China reabre embaixada na capital são tomense

A representação diplomática da República Popular da China em São Tomé e Príncipe reabriu na segunda-feira, depois de ter estado de portas fechadas durante quase duas décadas. No final do mês, o primeiro-ministro são tomense, Patrice Trovoada, deve visitar a China, numa deslocação que deverá ficar pautada pela assinatura de um acordo de cooperação entre ambos os países.

1.Telanon

A República Popular da China reabriu esta segunda-feira a sua representação diplomática em São Tomé e Príncipe.

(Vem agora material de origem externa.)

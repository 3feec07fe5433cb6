//! Export engine
//!
//! Pages through a remote object, maps every record through the [`Model`] and
//! writes it to a [`RecordWriter`]. The finished file can be forwarded through
//! a [`FileTransport`]. In incremental mode only records created since the
//! last successful run of the same output are fetched.

use checkpoint::HistoryStore;
use serde_json::Value;
use std::sync::Arc;
use std::time::Instant;
use sync_core::transform::{format_datetime, parse_datetime};
use sync_core::{value_to_string, Alias, ConfigError, Field, Model, RecordWriter, Row};
use tabsync_connector::{ActivitySummary, Filter, RemoteConnector, RunKind, Structure};
use tabsync_file::FileTransport;

use crate::error::EngineError;
use crate::report::ExportReport;

/// Creation time field preferred by incremental exports
pub const SYSTEM_CREATION_FIELD: &str = "sys_creation_date";

/// Creation time field used when the object has no system creation field
pub const CREATION_FIELD: &str = "creation_date";

/// Configuration for an export run
#[derive(Debug, Clone)]
pub struct ExportConfig {
    /// Write the model keys as the first row (skipped when appending)
    pub header: bool,

    /// Only export records created since the last successful run
    pub incremental: bool,

    /// chrono pattern applied to timestamp-typed fields holding unix seconds
    pub timestamp_format: Option<String>,

    /// Run history key (default: output file name)
    pub history_key: Option<String>,

    /// Name under which the transport stores the file (default: output file name)
    pub remote_name: Option<String>,

    /// Send an activity summary at the end of the run
    pub activity: bool,
}

impl Default for ExportConfig {
    fn default() -> Self {
        Self {
            header: true,
            incremental: false,
            timestamp_format: None,
            history_key: None,
            remote_name: None,
            activity: true,
        }
    }
}

/// Drives one export run against a connector it owns.
pub struct ExportEngine<C: RemoteConnector> {
    connector: C,
    model: Model,
    config: ExportConfig,
    history: Option<Arc<dyn HistoryStore>>,
    transport: Option<Box<dyn FileTransport>>,
}

impl<C: RemoteConnector> ExportEngine<C> {
    pub fn new(mut connector: C, model: Model, config: ExportConfig) -> Self {
        connector.set_primary_key(model.primary_key().map(str::to_string));
        Self {
            connector,
            model,
            config,
            history: None,
            transport: None,
        }
    }

    pub fn with_history(mut self, history: Arc<dyn HistoryStore>) -> Self {
        self.history = Some(history);
        self
    }

    pub fn with_transport(mut self, transport: Box<dyn FileTransport>) -> Self {
        self.transport = Some(transport);
        self
    }

    pub fn connector(&self) -> &C {
        &self.connector
    }

    pub fn into_connector(self) -> C {
        self.connector
    }

    pub async fn run(&mut self, writer: &mut dyn RecordWriter) -> Result<ExportReport, EngineError> {
        let started = Instant::now();
        let run_started_at = chrono::Utc::now().timestamp();
        let file_name = writer
            .path()
            .file_name()
            .map(|n| n.to_string_lossy().into_owned())
            .unwrap_or_else(|| self.connector.object().to_string());
        tracing::info!(
            "Starting export of '{}' to {}",
            self.connector.object(),
            writer.path().display()
        );

        let history = match (self.config.incremental, &self.history) {
            (true, Some(history)) => Some(Arc::clone(history)),
            (true, None) => {
                return Err(ConfigError::Invalid(
                    "incremental export requires a run history store".to_string(),
                )
                .into())
            }
            (false, _) => None,
        };
        let history_key = self
            .config
            .history_key
            .clone()
            .unwrap_or_else(|| file_name.clone());

        let structure = if history.is_some() || self.config.timestamp_format.is_some() {
            self.connector.get_structure().await?
        } else {
            Structure::default()
        };

        let mut extra = Vec::new();
        if let Some(history) = &history {
            let last_run = history
                .last_run(&history_key)
                .await
                .map_err(EngineError::History)?;
            match last_run {
                Some(since) => {
                    let field = if structure.has_field(SYSTEM_CREATION_FIELD) {
                        SYSTEM_CREATION_FIELD
                    } else {
                        CREATION_FIELD
                    };
                    tracing::info!("Incremental export: {} >= {}", field, since);
                    extra.push(Filter::gte(field, since));
                }
                None => tracing::info!("No previous run for '{}'; exporting everything", history_key),
            }
        }

        let mut report = ExportReport::default();
        let mut header_pending = self.config.header && !writer.is_append();
        self.connector.set_page(1);
        loop {
            let page = self.connector.get_records(&extra).await?;
            report.pages += 1;
            let empty = page.records.is_empty();

            for record in &page.records {
                let mut row = match self.model.fill(record) {
                    Ok(row) => row,
                    Err(e) => {
                        report.failed += 1;
                        tracing::warn!("Skipping record: {}", e);
                        continue;
                    }
                };
                if let Some(pattern) = &self.config.timestamp_format {
                    format_timestamps(&self.model, &structure, pattern, &mut row);
                }

                if header_pending {
                    writer.write_record(&self.model.keys())?;
                    header_pending = false;
                }
                let values: Vec<String> = row.values().map(value_to_string).collect();
                writer.write_record(&values)?;
                report.written += 1;
            }

            if !page.has_more {
                break;
            }
            if empty {
                tracing::warn!(
                    "'{}' returned an empty page that claims more pages; stopping",
                    self.connector.object()
                );
                break;
            }
        }
        self.connector.set_page(1);
        writer.flush()?;

        if let Some(transport) = &self.transport {
            let remote_name = self.config.remote_name.as_deref().unwrap_or(&file_name);
            let location = transport
                .upload(writer.path(), remote_name)
                .await
                .map_err(EngineError::Transfer)?;
            tracing::info!("Forwarded export to {}", location.display_name());
            report.uploaded_to = Some(location);
        }

        if let Some(history) = &history {
            history
                .record_run(&history_key, run_started_at)
                .await
                .map_err(EngineError::History)?;
        }

        report.duration = started.elapsed();
        tracing::info!(
            "Finished export of '{}': {} written, {} failed over {} pages in {:.2}s",
            self.connector.object(),
            report.written,
            report.failed,
            report.pages,
            report.duration.as_secs_f64()
        );

        if self.config.activity {
            let summary = ActivitySummary {
                run_id: uuid::Uuid::new_v4().to_string(),
                kind: RunKind::Export,
                object: self.connector.object().to_string(),
                file: writer.path().display().to_string(),
                success: report.written,
                failed: report.failed,
                deleted: 0,
                duration_secs: report.duration.as_secs_f64(),
                message: format!(
                    "export to {file_name}: {} written, {} failed",
                    report.written, report.failed
                ),
                finished_at: chrono::Utc::now().timestamp(),
            };
            if let Err(e) = self.connector.insert_activity_record(&summary).await {
                tracing::error!("Failed to record activity for {}: {}", file_name, e);
            }
        }
        Ok(report)
    }
}

/// Raw field a model field reads, for structure lookups.
fn source_field(field: &Field) -> Option<&str> {
    match &field.alias {
        Some(Alias::Simple { field }) => Some(field.as_str()),
        Some(_) => None,
        None => field.name.as_deref(),
    }
}

fn unix_seconds(value: &Value) -> Option<i64> {
    match value {
        Value::Number(n) => n.as_i64(),
        Value::String(s) => s.trim().parse().ok(),
        _ => None,
    }
}

fn format_timestamps(model: &Model, structure: &Structure, pattern: &str, row: &mut Row) {
    for field in model.fields() {
        let (Some(source), Ok(key)) = (source_field(field), field.key()) else {
            continue;
        };
        if !structure.is_timestamp(source) {
            continue;
        }
        let Some(value) = row.get_mut(key) else {
            continue;
        };
        if unix_seconds(value).is_none() {
            continue;
        }
        if let Some(formatted) =
            parse_datetime(value, None).and_then(|dt| format_datetime(&dt, pattern))
        {
            *value = Value::String(formatted);
        }
    }
}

A embaixada chinesa no pequeno arquipélago equatoriano estava encerrada há 19 anos e reabriu anteontem, pouco mais de três meses depois de Pequim reatar relações diplomáticas com São Tomé e Príncipe, anunciou o encarregado de negócios chinês Wang Wei.

“O governo chinês atribui grande importância no desenvolvimento das relações com São Tomé e Príncipe e gostaria de aprofundar a colaboração pragmática em todos os domínios, na base do princípio de uma só China e respeito mútuo”, disse o diplomata chinês. “A China está disposta a apoiar dentro dos limites das suas capacidades os esforços de São Tomé e Príncipe em busca do desenvolvimento económico e social e do melhoramento do bem-estar do seu povo e do melhoramento da capacidade do auto desenvolvimento sustentável”, acrescentou.

A reabertura da Embaixada da República Popular da China em São Tomé materializa-se depois de na semana passada o país ter sido formalmente admitido no Fórum de Cooperação Económica e Comercial entre a China e os Páises de Língua Portuguesa na qualidade de membro de pleno direito.

O ministro dos Negócios Estrangeiros e Comunidades são-tomense, Urbino Botelho que descerrou, juntamente com Wang Wei, a placa da representação diplomática, disse que o acto “decorre da determinação” dos dois países e “evidencia a importância” que atribuem ao relacionamento bilateral no plano interno e internacional: “Sentimos, assim, orgulho de voltar a fazer parte do conjunto de países que mantêm a cooperação com a República Popular da China, integrando, deste modo, todos os mecanismos internacionais de cooperação com este país, designadamente o Fórum de Cooperação China-África e o Fórum para a Cooperação Económica e Comercial entre China e os Países de Língua Portuguesa (Fórum Macau)”, sublinhou.

Encerrado durante 19 anos, o edifício onde se localiza a representação diplomática chinesa está situado no centro da capital, ao lado da Embaixada de Angola e defronte do Afrillande First Bank, o segundo maior banco comercial do arquipélago.

Assistiram à cerimónia os ministros das Finanças, Comércio e Economia Azul, Américo Ramos, das Infra-estruturas, Recursos Naturais e Ambiente, Carlos Vila Nova e da Educação, Ciência, Cultura e Comunicação, Olinto Daio, bem como empresários e representantes do corpo diplomático acreditado em São Tomé e Príncipe.